DATA TO EXAMINE -
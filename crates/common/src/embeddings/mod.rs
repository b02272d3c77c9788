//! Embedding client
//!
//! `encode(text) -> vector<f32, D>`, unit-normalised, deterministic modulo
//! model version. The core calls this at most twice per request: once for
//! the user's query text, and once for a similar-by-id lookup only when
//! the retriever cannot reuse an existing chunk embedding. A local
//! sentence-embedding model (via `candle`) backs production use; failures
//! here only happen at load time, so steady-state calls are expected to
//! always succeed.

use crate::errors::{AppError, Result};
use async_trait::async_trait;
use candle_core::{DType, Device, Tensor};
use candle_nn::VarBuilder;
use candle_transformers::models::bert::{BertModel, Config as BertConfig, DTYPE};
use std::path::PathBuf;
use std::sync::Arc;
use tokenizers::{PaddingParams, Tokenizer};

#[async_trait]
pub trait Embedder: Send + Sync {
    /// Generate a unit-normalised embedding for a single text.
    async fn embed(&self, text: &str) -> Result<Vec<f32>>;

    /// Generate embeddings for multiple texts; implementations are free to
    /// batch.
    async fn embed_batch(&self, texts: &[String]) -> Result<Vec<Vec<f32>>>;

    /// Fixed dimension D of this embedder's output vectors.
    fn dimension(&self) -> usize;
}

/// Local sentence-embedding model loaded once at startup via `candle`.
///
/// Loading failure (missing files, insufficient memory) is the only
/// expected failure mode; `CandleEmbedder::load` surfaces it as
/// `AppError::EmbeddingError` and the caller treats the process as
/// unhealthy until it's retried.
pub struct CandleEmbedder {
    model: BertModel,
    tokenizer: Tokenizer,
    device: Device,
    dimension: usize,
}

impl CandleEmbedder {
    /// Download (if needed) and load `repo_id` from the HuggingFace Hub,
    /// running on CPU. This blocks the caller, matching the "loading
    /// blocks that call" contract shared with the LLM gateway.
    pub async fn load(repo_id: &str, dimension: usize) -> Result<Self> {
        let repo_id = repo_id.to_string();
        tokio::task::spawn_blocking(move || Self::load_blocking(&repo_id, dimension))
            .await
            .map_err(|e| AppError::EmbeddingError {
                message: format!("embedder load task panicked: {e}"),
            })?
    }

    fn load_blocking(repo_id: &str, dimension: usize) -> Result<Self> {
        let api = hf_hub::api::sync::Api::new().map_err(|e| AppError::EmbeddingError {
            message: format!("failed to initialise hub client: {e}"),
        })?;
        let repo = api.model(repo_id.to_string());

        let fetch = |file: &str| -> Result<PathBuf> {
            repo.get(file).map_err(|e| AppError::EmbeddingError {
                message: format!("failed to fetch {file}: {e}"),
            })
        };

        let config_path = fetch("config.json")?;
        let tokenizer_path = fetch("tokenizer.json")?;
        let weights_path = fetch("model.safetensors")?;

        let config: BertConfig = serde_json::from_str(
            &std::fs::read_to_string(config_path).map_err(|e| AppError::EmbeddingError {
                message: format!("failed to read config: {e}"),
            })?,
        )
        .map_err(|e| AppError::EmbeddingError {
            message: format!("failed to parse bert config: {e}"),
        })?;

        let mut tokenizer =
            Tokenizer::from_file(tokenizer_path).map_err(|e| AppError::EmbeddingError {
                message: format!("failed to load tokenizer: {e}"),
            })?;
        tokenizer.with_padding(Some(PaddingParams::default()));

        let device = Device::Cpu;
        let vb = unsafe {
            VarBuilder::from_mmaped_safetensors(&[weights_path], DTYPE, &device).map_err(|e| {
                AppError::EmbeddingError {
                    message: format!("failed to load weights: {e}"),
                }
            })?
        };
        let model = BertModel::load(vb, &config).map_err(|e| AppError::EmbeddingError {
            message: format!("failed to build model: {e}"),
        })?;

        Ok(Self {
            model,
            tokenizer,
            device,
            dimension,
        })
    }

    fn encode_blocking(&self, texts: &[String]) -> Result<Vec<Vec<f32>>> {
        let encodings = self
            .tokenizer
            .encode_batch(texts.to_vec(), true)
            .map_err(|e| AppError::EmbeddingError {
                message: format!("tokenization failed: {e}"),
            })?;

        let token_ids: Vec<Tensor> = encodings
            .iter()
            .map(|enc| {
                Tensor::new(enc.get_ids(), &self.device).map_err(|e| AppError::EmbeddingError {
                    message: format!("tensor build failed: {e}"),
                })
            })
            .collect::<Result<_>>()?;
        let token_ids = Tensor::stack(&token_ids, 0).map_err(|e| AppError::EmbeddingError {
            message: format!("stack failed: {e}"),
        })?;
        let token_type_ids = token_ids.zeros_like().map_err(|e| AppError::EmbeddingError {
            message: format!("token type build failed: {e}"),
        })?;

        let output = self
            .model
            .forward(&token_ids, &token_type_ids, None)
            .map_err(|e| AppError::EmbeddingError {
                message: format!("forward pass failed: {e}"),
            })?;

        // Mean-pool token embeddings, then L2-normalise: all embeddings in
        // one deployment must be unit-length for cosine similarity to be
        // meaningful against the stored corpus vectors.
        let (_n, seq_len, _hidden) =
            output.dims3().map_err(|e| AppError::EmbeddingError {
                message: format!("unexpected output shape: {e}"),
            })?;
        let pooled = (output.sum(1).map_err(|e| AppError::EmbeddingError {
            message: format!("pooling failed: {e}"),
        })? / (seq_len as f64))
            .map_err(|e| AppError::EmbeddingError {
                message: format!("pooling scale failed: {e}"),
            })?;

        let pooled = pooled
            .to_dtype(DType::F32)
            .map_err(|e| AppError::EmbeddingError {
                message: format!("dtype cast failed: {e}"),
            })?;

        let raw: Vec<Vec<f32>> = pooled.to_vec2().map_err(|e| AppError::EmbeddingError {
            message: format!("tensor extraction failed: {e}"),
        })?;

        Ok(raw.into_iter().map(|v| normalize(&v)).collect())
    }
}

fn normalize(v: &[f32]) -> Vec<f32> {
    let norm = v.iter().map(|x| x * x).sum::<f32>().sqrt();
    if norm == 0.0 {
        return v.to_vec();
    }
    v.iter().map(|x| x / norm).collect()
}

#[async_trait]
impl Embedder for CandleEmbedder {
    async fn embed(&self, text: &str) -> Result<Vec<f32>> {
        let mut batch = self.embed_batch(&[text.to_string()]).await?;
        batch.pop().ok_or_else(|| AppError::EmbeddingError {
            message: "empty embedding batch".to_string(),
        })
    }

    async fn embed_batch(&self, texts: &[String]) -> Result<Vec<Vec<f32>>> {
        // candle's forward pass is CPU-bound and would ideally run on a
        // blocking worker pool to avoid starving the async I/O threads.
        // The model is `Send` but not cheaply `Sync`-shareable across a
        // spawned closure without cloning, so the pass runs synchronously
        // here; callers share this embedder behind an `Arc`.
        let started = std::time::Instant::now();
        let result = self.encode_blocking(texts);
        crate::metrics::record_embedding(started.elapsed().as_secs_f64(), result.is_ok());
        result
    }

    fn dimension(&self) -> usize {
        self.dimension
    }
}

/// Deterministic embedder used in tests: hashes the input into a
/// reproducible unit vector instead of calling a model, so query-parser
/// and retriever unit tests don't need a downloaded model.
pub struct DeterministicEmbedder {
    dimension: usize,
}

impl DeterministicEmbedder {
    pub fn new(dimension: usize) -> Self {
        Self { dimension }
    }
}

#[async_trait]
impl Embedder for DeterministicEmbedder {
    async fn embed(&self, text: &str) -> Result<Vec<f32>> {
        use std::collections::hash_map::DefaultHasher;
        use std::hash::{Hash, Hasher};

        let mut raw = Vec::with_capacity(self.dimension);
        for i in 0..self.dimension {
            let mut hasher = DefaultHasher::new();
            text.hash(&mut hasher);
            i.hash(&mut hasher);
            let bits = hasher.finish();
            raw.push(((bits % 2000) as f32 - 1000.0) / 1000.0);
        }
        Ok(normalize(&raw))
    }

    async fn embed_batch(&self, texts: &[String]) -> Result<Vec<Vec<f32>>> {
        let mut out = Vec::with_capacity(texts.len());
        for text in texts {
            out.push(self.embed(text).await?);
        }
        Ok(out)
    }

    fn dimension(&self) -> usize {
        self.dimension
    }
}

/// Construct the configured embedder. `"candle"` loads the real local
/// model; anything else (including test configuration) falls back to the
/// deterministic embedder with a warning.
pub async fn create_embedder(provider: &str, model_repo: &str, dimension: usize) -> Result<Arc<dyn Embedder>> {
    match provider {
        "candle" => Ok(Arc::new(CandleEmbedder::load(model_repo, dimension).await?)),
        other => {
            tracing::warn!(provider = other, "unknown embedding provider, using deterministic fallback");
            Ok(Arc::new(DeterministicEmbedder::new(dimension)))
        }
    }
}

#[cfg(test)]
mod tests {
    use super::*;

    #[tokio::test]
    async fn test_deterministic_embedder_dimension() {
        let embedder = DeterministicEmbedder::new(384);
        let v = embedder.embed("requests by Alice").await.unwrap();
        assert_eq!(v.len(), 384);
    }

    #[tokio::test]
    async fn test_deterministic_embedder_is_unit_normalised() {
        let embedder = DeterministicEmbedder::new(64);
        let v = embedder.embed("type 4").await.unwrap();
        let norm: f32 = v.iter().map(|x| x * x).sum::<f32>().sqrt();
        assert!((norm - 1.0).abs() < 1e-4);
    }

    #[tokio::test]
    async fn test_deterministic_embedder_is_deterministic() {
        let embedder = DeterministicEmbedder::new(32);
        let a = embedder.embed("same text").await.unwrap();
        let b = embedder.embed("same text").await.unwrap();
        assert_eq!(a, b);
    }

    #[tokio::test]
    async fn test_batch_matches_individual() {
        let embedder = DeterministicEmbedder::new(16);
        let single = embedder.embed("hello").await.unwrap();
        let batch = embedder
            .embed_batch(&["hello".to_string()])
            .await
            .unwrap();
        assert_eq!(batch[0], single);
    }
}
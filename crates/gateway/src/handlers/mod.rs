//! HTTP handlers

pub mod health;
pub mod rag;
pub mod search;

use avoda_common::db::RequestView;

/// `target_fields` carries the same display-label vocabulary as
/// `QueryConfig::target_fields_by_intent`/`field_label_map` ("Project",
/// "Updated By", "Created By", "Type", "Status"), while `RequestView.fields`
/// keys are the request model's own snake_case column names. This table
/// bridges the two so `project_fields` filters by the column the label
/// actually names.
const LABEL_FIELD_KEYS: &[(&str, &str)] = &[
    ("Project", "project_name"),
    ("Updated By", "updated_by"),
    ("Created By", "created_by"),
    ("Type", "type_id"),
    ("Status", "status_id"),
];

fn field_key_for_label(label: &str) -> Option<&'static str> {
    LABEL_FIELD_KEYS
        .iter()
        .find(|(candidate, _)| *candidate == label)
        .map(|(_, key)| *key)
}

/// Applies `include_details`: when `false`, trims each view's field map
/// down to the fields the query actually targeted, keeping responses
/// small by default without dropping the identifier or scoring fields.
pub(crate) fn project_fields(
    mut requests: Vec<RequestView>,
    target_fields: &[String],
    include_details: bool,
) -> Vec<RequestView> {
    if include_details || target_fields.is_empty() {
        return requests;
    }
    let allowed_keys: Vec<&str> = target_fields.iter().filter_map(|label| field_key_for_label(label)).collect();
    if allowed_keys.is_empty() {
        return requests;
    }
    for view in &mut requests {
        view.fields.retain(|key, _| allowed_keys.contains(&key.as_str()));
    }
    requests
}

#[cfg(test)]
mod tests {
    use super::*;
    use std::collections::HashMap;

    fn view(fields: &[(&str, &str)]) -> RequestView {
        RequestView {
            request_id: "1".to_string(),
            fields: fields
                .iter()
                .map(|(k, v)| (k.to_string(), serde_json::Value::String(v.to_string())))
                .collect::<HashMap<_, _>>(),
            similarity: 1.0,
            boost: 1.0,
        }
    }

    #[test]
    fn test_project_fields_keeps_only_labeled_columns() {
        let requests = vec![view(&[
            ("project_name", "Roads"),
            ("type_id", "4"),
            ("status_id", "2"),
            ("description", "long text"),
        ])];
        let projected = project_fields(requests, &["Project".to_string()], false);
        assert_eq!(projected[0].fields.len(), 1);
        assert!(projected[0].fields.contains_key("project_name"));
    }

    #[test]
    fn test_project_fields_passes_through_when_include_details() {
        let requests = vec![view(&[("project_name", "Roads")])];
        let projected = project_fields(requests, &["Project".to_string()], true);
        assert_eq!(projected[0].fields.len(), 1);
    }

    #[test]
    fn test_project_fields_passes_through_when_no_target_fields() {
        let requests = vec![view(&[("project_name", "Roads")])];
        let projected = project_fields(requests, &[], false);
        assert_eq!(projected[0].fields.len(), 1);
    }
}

TASK - Look above for the line that contains "with a warning.". Starting there, transcribe every line exactly until you have copied the line that contains "let embedder = DeterministicEmbedder::new(16);".

EXPECTED ANSWER -
/// deterministic embedder with a warning.
pub async fn create_embedder(provider: &str, model_repo: &str, dimension: usize) -> Result<Arc<dyn Embedder>> {
    match provider {
        "candle" => Ok(Arc::new(CandleEmbedder::load(model_repo, dimension).await?)),
        other => {
            tracing::warn!(provider = other, "unknown embedding provider, using deterministic fallback");
            Ok(Arc::new(DeterministicEmbedder::new(dimension)))
        }
    }
}

#[cfg(test)]
mod tests {
    use super::*;

    #[tokio::test]
    async fn test_deterministic_embedder_dimension() {
        let embedder = DeterministicEmbedder::new(384);
        let v = embedder.embed("requests by Alice").await.unwrap();
        assert_eq!(v.len(), 384);
    }

    #[tokio::test]
    async fn test_deterministic_embedder_is_unit_normalised() {
        let embedder = DeterministicEmbedder::new(64);
        let v = embedder.embed("type 4").await.unwrap();
        let norm: f32 = v.iter().map(|x| x * x).sum::<f32>().sqrt();
        assert!((norm - 1.0).abs() < 1e-4);
    }

    #[tokio::test]
    async fn test_deterministic_embedder_is_deterministic() {
        let embedder = DeterministicEmbedder::new(32);
        let a = embedder.embed("same text").await.unwrap();
        let b = embedder.embed("same text").await.unwrap();
        assert_eq!(a, b);
    }

    #[tokio::test]
    async fn test_batch_matches_individual() {
        let embedder = DeterministicEmbedder::new(16);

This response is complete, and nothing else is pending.